The “AI accord” makes sense. Why not design virtual assistants to work together instead of creating competing standards in a disarrayed Tower of Babel? Given the popularity of Alexa and the size of the Windows 10 user base, why fractionalize user access, especially when both systems are challengers in the smart speaker market.

The New York Times reports that Amazon has roughly 70 percent of the smart speaker pie right now (and that will likely increase as Alexa comes to Sonos speakers later this year). Microsoft has 145 million active Cortana users thanks to Windows 10.

But Apple has over 700 million iPhone users — each with Siri embedded inside. Google has billions of Android users who could potentially use “Ok Google” or the new Google Assistant. The two collaborative CEOs say they haven’t talked to Apple or Google about joining forces — though Amazon and Microsoft would be open to it.

In a statement, Microsoft CEO Satya Nadella said: “Ensuring Cortana is available for our customers everywhere and across any device is a key priority for us. Bringing Cortana’s knowledge, Office 365 integration, commitments, and reminders to Alexa is a great step toward that goal.”

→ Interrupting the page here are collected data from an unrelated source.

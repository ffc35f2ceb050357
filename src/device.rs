//! Hardware MIDI output through `midir`
//!
//! Only built with the `midir` feature.

use crate::error::{SeqError, SinkError};
use crate::playback::{MidiOut, WireSink};
use log::{debug, info};
use midir::{MidiOutput, MidiOutputConnection};

const CLIENT_NAME: &str = "midiseq";

/// An open output port.
pub struct MidiPort {
    name: String,
    connection: MidiOutputConnection,
}

impl MidiPort {
    pub fn name(&self) -> &str {
        &self.name
    }
}

impl MidiOut for MidiPort {
    fn send(&mut self, message: &[u8]) -> Result<(), SinkError> {
        self.connection
            .send(message)
            .map_err(|e| SinkError::new(format!("{}: {}", self.name, e)))
    }
}

/// A port ready to be handed to a [`Transport`](crate::playback::Transport).
pub type MidiPortSink = WireSink<MidiPort>;

/// Names of the output ports currently available.
pub fn list_output_ports() -> Result<Vec<String>, SeqError> {
    let output = MidiOutput::new(CLIENT_NAME).map_err(device_error)?;

    Ok(output
        .ports()
        .iter()
        .filter_map(|port| output.port_name(port).ok())
        .collect())
}

/// Connect to the port called `name`, or to the first port if `name` is `None`.
///
/// # Errors
/// `SeqError::Sink` if the MIDI backend is unavailable, no port matches, or
/// the connection is refused.
pub fn open_output(name: Option<&str>) -> Result<MidiPortSink, SeqError> {
    let output = MidiOutput::new(CLIENT_NAME).map_err(device_error)?;

    let ports = output.ports();
    debug!("{} MIDI output ports available", ports.len());

    let port = match name {
        Some(wanted) => ports
            .iter()
            .find(|p| output.port_name(p).ok().as_deref() == Some(wanted))
            .ok_or_else(|| device_error(format!("MIDI port '{}' not found", wanted)))?,
        None => ports
            .first()
            .ok_or_else(|| device_error("no MIDI output ports available"))?,
    };

    let port_name = output.port_name(port).map_err(device_error)?;
    let connection = output
        .connect(port, CLIENT_NAME)
        .map_err(|e| device_error(format!("failed to connect to '{}': {}", port_name, e)))?;

    info!("Connected to MIDI output '{}'", port_name);
    Ok(WireSink::new(MidiPort {
        name: port_name,
        connection,
    }))
}

fn device_error(e: impl ToString) -> SeqError {
    SeqError::Sink(SinkError::new(e.to_string()))
}
//! Live MIDI channel messages
//!
//! The raw bytes a device layer sends for note and channel-setup messages.
//! Channels, banks and programs are 1-based in the API and written 0-based on
//! the wire: channel 1 is status nibble 0, program 1 is data byte 0.

/// Controller number for Bank Select (MSB).
pub const CC_BANK_SELECT: u8 = 0;

/// Controller number for All Notes Off.
pub const CC_ALL_NOTES_OFF: u8 = 123;

/// A channel-voice message without its channel.
#[derive(Debug, Clone, Copy, PartialEq, Eq)]
pub enum ChannelMessage {
    NoteOn { pitch: u8, velocity: u8 },
    NoteOff { pitch: u8 },
    ProgramChange { program: u8 },
    BankSelect { bank: u8 },
    AllNotesOff,
}

impl ChannelMessage {
    /// Wire bytes for this message on `channel` (1-16).
    ///
    /// Channels outside 1-16 wrap: only the low 4 bits of `channel - 1`
    /// reach the status byte.
    ///
    /// # Example
    /// ```rust
    /// use midiseq::ChannelMessage;
    ///
    /// let on = ChannelMessage::NoteOn { pitch: 60, velocity: 100 };
    /// assert_eq!(on.to_bytes(10), vec![0x99, 60, 100]);
    ///
    /// let program = ChannelMessage::ProgramChange { program: 1 };
    /// assert_eq!(program.to_bytes(1), vec![0xC0, 0]);
    /// ```
    pub fn to_bytes(&self, channel: u8) -> Vec<u8> {
        let nibble = channel.wrapping_sub(1) & 0x0F;
        match *self {
            ChannelMessage::NoteOn { pitch, velocity } => {
                vec![0x90 | nibble, pitch & 0x7F, velocity & 0x7F]
            }
            ChannelMessage::NoteOff { pitch } => vec![0x80 | nibble, pitch & 0x7F, 0],
            ChannelMessage::ProgramChange { program } => {
                vec![0xC0 | nibble, program.wrapping_sub(1) & 0x7F]
            }
            ChannelMessage::BankSelect { bank } => {
                vec![0xB0 | nibble, CC_BANK_SELECT, bank.wrapping_sub(1) & 0x7F]
            }
            ChannelMessage::AllNotesOff => vec![0xB0 | nibble, CC_ALL_NOTES_OFF, 0],
        }
    }
}

#[cfg(test)]
mod tests {
    use super::*;

    #[test]
    fn test_note_messages() {
        assert_eq!(
            ChannelMessage::NoteOn { pitch: 60, velocity: 100 }.to_bytes(1),
            vec![0x90, 0x3C, 0x64]
        );
        assert_eq!(
            ChannelMessage::NoteOff { pitch: 60 }.to_bytes(16),
            vec![0x8F, 0x3C, 0x00]
        );
    }

    #[test]
    fn test_channel_wraps_to_four_bits() {
        assert_eq!(ChannelMessage::NoteOff { pitch: 1 }.to_bytes(17)[0], 0x80);
        assert_eq!(ChannelMessage::NoteOff { pitch: 1 }.to_bytes(0)[0], 0x8F);
    }

    #[test]
    fn test_data_bytes_are_seven_bit() {
        assert_eq!(
            ChannelMessage::NoteOn { pitch: 200, velocity: 255 }.to_bytes(1),
            vec![0x90, 200 & 0x7F, 0x7F]
        );
    }

    #[test]
    fn test_setup_messages() {
        assert_eq!(
            ChannelMessage::BankSelect { bank: 3 }.to_bytes(2),
            vec![0xB1, 0x00, 0x02]
        );
        assert_eq!(
            ChannelMessage::ProgramChange { program: 16 }.to_bytes(2),
            vec![0xC1, 0x0F]
        );
        assert_eq!(ChannelMessage::AllNotesOff.to_bytes(4), vec![0xB3, 123, 0]);
    }
}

Jeff Bezos, CEO of Amazon, said: “The world is big and so multifaceted. There are going to be multiple successful intelligent agents, each with access to different sets of data and with different specialized skill areas. Together, their strengths will complement each other and provide customers with a richer and even more helpful experience. It’s great for Echo owners to get easy access to Cortana.” [24×7]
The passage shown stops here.